• **Exercise aim**
Scan the data for "expect" and copy each matching line.

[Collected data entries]
#####

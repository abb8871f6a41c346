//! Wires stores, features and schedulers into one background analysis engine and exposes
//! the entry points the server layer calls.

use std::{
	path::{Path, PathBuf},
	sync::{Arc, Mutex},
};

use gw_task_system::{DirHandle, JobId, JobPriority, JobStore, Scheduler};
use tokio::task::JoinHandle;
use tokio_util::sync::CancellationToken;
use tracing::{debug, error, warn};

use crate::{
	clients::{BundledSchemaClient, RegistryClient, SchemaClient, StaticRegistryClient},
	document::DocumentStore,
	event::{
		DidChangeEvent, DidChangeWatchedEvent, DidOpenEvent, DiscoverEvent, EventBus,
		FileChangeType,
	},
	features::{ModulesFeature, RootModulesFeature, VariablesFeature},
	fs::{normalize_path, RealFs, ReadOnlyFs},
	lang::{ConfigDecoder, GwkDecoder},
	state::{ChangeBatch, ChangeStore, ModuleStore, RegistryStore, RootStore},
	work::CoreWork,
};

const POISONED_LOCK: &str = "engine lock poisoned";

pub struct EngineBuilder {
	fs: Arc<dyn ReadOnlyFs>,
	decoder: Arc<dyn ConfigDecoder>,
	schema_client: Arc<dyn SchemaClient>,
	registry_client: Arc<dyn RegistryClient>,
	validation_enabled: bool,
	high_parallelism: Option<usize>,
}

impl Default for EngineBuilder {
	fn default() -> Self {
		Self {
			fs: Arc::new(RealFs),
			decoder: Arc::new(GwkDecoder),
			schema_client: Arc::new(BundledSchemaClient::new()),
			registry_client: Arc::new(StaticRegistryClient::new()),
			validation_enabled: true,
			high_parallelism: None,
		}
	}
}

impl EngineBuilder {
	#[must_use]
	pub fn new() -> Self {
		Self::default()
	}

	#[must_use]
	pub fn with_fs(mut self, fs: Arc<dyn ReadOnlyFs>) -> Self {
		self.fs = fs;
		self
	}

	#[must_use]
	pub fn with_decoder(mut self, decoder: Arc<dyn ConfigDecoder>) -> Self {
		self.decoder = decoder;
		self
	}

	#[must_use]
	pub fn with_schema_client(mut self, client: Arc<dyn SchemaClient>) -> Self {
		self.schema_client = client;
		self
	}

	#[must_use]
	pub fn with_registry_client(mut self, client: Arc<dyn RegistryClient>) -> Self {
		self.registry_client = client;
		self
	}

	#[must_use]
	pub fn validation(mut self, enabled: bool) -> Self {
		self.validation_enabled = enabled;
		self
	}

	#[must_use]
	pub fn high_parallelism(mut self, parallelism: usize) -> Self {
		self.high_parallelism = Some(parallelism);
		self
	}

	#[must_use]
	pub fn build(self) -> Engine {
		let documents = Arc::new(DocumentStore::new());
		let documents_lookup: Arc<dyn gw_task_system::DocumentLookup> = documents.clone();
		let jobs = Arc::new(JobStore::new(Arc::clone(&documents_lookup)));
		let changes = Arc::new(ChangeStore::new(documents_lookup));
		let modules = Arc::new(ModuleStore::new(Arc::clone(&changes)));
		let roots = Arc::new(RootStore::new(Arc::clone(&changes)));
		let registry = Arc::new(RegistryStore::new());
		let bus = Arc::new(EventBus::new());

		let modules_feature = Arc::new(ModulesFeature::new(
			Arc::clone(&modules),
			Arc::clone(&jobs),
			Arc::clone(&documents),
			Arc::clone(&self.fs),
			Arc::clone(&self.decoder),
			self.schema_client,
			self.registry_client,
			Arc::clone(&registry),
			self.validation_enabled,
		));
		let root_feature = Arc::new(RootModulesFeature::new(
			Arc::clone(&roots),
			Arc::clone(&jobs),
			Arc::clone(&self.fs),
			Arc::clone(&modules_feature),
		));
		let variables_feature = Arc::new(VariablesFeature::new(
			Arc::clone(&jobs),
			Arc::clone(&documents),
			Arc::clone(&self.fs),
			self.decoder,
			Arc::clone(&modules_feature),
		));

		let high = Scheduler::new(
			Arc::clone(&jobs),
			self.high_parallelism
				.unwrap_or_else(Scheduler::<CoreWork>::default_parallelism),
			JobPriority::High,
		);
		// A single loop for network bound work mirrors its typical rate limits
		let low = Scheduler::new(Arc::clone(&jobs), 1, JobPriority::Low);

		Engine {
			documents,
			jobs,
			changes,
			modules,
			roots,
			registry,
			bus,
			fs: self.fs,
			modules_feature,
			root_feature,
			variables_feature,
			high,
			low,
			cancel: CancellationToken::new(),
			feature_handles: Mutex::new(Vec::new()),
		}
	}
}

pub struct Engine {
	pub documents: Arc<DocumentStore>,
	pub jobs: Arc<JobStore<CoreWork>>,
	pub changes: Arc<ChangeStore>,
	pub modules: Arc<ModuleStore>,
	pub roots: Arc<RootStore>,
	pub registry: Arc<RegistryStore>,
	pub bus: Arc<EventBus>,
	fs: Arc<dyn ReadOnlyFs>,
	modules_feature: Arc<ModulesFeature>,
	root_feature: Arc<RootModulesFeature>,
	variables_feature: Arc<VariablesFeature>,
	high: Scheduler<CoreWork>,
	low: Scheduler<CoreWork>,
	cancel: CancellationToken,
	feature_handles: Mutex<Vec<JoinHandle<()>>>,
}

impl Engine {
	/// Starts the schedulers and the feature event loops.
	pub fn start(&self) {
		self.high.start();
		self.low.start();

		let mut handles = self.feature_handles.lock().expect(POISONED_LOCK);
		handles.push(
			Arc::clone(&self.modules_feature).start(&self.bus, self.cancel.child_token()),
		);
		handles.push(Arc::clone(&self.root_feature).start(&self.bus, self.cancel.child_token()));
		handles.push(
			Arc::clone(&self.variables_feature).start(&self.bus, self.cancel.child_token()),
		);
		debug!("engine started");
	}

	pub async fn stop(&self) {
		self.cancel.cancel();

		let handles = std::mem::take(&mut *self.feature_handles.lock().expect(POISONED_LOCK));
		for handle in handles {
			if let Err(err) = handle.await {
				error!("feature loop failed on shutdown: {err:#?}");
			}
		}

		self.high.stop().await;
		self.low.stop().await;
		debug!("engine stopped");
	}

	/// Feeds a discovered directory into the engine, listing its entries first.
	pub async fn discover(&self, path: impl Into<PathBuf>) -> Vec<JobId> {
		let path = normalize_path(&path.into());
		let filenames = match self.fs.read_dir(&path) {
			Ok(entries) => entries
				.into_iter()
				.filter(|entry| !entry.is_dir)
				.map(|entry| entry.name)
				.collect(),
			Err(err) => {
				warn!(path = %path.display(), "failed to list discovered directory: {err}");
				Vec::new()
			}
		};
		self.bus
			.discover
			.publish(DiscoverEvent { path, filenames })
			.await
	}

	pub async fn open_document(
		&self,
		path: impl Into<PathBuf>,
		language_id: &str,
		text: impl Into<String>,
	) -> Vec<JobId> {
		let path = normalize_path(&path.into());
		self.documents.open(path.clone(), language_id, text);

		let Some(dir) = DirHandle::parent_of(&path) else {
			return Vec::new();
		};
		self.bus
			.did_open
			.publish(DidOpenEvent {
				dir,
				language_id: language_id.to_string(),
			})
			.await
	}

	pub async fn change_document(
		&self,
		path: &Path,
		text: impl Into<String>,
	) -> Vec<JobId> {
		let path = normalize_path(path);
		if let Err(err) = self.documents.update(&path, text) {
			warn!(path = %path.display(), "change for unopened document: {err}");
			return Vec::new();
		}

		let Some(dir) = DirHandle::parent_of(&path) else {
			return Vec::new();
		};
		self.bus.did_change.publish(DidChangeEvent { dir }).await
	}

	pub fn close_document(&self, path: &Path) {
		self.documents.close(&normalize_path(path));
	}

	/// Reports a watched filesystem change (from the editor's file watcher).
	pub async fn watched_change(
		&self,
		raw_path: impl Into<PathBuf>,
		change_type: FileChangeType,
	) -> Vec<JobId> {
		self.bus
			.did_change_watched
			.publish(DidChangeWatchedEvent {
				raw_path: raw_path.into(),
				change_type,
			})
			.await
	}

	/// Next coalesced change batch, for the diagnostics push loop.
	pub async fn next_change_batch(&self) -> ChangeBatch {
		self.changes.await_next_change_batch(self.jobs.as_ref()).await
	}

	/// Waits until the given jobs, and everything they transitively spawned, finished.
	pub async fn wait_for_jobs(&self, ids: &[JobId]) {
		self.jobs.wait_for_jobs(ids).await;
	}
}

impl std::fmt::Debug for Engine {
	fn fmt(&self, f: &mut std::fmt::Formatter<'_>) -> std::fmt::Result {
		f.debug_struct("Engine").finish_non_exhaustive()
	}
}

#####

• **Answer section**
		let mut handles = self.feature_handles.lock().expect(POISONED_LOCK);
		let handles = std::mem::take(&mut *self.feature_handles.lock().expect(POISONED_LOCK));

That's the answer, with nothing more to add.